Thursday, July 18, 2013

Prepregs boost marine quality

Using high performance fibres that are already impregnated with resin is, say the proponents of prepregs, a sure way of building consistent quality into fibre reinforced plastic (FRP) products. Aircraft builders became convinced some time ago, but constructors of marine craft have followed suit as customers for premium yachts and some commercial craft seek top performance with structures that are exceptionally light, stiff and strong.
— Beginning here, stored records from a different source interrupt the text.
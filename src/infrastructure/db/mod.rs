pub mod history;

pub use history::{HistoryRepository, MemoryHistoryRepository, SqliteHistoryRepository};
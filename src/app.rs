use std::sync::Arc;

use tracing::error;

use crate::application::EquipmentAnalytics;
use crate::domain::error::Result;
use crate::infrastructure::config::AppConfig;
use crate::infrastructure::logging::init_tracing;

/// Load configuration, install logging, and open the filesystem-backed
/// pipeline.
pub fn start() -> Result<Arc<EquipmentAnalytics>> {
    let config = AppConfig::load()?;
    start_with(config)
}

pub fn start_with(config: AppConfig) -> Result<Arc<EquipmentAnalytics>> {
    init_tracing(&config.log_filter);

    let analytics = EquipmentAnalytics::from_config(config).map_err(|err| {
        error!(error = %err, "Failed to open analytics data directory");
        err
    })?;

    Ok(Arc::new(analytics))
}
Prepregs have become a primary means to achieve this winning combination. These materials avoid the nagging inconsistencies associated with traditional FRP processing, especially the variable quality achieved by different laminators working on different days in different conditions with non-consistent material mixes. Bulk material manufacture under controlled factory conditions ensures that prepregs provide high and consistent fibre-to-resin ratios, along with even fibre wet-out during cure. For their part, fabricators are happy to abandon messy wet lay-up and spray-up operations together with their associated volatile emissions. They can worry less about resin viscosity since this is controlled as a function of the cure, while concerns over precise mixing of catalyst, accelerator and resin are avoided. Less resin is wasted and laminators operate in a cleaner and healthier working environment. Multilayer materials simplify the lay-up process because some of the lay-up has already been done and is inherent in the material.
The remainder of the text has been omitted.